**Exercise aim:**
From the top of the entries below through the line containing "wholesale on each", return every line exactly as written, please, and stop there.

**Exercise data:**
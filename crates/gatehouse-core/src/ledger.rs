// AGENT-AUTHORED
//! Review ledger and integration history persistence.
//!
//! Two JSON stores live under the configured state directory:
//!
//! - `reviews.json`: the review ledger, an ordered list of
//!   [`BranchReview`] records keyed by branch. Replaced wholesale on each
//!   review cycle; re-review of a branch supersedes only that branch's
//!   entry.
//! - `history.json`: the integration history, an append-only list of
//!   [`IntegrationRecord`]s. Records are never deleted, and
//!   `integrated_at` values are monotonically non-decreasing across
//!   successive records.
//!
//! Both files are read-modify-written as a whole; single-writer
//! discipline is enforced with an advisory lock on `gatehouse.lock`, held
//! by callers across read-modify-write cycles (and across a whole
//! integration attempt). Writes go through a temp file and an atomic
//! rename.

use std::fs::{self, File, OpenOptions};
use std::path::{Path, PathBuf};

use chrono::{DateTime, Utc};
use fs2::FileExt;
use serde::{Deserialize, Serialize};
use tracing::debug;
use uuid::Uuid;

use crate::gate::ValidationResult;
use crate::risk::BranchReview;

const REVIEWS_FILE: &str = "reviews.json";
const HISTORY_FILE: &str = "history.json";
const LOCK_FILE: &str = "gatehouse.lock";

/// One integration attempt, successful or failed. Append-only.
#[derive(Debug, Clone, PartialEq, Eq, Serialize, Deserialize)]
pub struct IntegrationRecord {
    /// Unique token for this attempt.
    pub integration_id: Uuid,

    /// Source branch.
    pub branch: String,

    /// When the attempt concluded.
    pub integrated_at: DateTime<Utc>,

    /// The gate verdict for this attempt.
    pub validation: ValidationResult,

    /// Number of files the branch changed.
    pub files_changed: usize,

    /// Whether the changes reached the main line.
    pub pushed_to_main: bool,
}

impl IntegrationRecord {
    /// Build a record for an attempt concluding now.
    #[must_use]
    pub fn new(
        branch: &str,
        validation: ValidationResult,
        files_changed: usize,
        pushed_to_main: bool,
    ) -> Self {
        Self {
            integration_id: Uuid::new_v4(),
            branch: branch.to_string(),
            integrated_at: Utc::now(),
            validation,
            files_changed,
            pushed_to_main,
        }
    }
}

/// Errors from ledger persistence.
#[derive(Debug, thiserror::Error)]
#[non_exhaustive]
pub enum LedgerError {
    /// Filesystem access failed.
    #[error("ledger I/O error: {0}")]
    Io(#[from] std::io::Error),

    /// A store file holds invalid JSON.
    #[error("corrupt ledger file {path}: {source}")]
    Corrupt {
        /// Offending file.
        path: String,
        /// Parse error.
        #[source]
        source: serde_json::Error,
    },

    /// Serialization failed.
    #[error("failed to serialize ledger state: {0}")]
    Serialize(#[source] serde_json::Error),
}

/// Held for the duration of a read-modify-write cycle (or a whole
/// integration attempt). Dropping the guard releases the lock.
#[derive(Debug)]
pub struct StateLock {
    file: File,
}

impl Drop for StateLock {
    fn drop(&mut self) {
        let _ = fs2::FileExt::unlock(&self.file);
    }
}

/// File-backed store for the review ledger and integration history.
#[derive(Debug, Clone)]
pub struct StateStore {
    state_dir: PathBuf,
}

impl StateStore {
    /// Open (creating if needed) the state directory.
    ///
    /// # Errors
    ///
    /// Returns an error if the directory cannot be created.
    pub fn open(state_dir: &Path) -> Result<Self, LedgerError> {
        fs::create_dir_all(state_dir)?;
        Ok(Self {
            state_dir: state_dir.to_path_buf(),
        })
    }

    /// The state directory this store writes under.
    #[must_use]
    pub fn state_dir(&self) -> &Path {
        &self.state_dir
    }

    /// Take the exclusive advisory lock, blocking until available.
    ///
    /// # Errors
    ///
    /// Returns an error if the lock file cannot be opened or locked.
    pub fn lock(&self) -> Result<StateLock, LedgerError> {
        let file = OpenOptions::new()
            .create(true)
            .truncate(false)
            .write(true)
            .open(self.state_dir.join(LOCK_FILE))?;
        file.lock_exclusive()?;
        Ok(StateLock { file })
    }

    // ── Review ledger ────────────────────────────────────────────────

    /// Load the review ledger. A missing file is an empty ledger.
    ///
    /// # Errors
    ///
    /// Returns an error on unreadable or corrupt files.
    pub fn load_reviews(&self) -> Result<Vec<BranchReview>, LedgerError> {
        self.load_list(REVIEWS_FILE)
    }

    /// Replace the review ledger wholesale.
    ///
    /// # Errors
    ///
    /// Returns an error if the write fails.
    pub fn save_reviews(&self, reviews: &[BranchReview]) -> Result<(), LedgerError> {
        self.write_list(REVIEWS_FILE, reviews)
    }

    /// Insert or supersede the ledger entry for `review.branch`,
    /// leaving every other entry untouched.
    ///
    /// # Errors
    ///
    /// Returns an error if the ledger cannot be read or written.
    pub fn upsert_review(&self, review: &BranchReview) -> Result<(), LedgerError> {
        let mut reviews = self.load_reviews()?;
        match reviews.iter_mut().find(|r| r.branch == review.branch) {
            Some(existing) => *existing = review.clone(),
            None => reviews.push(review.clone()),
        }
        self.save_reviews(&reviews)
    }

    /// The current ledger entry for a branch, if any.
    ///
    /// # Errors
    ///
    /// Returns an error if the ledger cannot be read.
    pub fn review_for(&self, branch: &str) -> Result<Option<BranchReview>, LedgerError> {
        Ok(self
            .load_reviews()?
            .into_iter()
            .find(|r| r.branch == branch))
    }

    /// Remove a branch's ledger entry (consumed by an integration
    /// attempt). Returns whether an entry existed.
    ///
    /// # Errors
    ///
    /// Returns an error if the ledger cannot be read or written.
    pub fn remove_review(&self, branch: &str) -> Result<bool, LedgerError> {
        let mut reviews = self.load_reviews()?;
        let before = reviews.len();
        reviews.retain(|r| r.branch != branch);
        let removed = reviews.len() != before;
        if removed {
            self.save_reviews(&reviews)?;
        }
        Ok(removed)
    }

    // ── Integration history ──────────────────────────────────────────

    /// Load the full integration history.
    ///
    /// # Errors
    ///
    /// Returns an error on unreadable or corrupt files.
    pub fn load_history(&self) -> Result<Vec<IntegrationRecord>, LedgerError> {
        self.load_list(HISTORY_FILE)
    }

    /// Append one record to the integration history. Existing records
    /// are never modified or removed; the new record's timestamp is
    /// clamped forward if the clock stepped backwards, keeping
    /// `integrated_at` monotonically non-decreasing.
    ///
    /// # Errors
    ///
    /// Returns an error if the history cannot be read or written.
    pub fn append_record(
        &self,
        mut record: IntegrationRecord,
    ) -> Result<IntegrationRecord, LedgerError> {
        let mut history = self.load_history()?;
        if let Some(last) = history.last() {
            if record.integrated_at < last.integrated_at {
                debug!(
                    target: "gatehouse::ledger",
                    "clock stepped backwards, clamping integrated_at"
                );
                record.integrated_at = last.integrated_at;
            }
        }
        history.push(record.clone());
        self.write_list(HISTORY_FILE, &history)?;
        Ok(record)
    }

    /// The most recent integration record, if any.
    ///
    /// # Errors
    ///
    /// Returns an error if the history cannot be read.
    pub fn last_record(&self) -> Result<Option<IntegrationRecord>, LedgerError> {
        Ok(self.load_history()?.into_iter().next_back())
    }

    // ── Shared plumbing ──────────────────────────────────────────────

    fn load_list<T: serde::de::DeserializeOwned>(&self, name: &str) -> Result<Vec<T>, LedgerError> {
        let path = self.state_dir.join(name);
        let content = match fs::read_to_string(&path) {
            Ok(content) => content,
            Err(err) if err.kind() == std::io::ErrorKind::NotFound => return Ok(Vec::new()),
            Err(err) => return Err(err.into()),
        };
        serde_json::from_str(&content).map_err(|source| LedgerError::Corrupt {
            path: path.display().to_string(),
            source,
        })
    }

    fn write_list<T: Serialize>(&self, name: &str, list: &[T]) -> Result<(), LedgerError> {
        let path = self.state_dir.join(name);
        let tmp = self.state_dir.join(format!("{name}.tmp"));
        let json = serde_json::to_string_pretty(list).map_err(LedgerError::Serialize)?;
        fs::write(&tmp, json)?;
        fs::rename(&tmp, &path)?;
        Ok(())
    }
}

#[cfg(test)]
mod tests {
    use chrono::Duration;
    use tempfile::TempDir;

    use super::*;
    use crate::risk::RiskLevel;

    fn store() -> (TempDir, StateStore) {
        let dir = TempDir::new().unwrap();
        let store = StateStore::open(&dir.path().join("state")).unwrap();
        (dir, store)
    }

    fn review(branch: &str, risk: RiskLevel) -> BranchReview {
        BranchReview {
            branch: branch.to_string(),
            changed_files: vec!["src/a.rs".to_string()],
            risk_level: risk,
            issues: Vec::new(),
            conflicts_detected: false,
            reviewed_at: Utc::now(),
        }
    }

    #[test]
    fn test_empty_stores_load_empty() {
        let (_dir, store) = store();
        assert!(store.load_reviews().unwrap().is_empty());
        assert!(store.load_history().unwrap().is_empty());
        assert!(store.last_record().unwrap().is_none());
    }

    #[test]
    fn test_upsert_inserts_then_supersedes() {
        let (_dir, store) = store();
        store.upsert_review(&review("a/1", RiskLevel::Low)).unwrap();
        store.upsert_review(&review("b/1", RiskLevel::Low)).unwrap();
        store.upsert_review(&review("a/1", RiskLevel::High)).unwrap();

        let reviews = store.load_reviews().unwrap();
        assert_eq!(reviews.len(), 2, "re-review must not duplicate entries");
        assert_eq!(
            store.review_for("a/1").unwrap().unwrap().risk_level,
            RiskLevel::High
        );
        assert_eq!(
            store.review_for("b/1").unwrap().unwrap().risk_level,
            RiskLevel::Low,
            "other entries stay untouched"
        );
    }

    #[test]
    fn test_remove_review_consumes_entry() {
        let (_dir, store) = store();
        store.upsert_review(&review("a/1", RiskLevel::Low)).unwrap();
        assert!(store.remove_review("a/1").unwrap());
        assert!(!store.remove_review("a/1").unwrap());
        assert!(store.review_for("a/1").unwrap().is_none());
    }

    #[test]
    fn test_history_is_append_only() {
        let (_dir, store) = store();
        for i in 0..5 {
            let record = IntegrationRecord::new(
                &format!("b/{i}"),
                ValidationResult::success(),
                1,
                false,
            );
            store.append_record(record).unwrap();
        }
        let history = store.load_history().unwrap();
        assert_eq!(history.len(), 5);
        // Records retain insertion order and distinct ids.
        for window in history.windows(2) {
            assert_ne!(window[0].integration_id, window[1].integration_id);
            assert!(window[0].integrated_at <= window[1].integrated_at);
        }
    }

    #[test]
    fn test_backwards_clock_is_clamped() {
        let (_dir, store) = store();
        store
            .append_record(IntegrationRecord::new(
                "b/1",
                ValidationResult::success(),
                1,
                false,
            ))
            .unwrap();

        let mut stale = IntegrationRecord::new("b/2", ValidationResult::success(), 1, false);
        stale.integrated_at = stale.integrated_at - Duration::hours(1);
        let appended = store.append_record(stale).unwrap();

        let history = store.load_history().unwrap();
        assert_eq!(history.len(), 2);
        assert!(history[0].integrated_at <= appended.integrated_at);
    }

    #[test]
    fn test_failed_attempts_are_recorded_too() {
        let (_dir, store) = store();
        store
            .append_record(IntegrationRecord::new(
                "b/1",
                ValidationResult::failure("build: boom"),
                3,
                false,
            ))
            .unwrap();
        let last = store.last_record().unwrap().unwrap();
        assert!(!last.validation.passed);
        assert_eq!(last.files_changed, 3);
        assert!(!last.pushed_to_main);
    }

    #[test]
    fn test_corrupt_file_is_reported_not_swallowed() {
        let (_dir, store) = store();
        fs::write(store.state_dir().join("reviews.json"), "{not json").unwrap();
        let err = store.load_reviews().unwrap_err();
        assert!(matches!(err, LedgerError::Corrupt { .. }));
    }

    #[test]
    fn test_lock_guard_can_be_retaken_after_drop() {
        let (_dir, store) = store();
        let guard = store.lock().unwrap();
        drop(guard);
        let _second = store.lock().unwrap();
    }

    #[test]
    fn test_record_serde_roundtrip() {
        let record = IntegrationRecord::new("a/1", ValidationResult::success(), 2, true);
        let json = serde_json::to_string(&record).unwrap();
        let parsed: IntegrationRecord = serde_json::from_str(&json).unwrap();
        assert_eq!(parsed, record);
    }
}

**Output for this exercise:**
filename crates/gatehouse-core/src/ledger.rs
// AGENT-AUTHORED
//! Review ledger and integration history persistence.
//!
//! Two JSON stores live under the configured state directory:
//!
//! - `reviews.json`: the review ledger, an ordered list of
//!   [`BranchReview`] records keyed by branch. Replaced wholesale on each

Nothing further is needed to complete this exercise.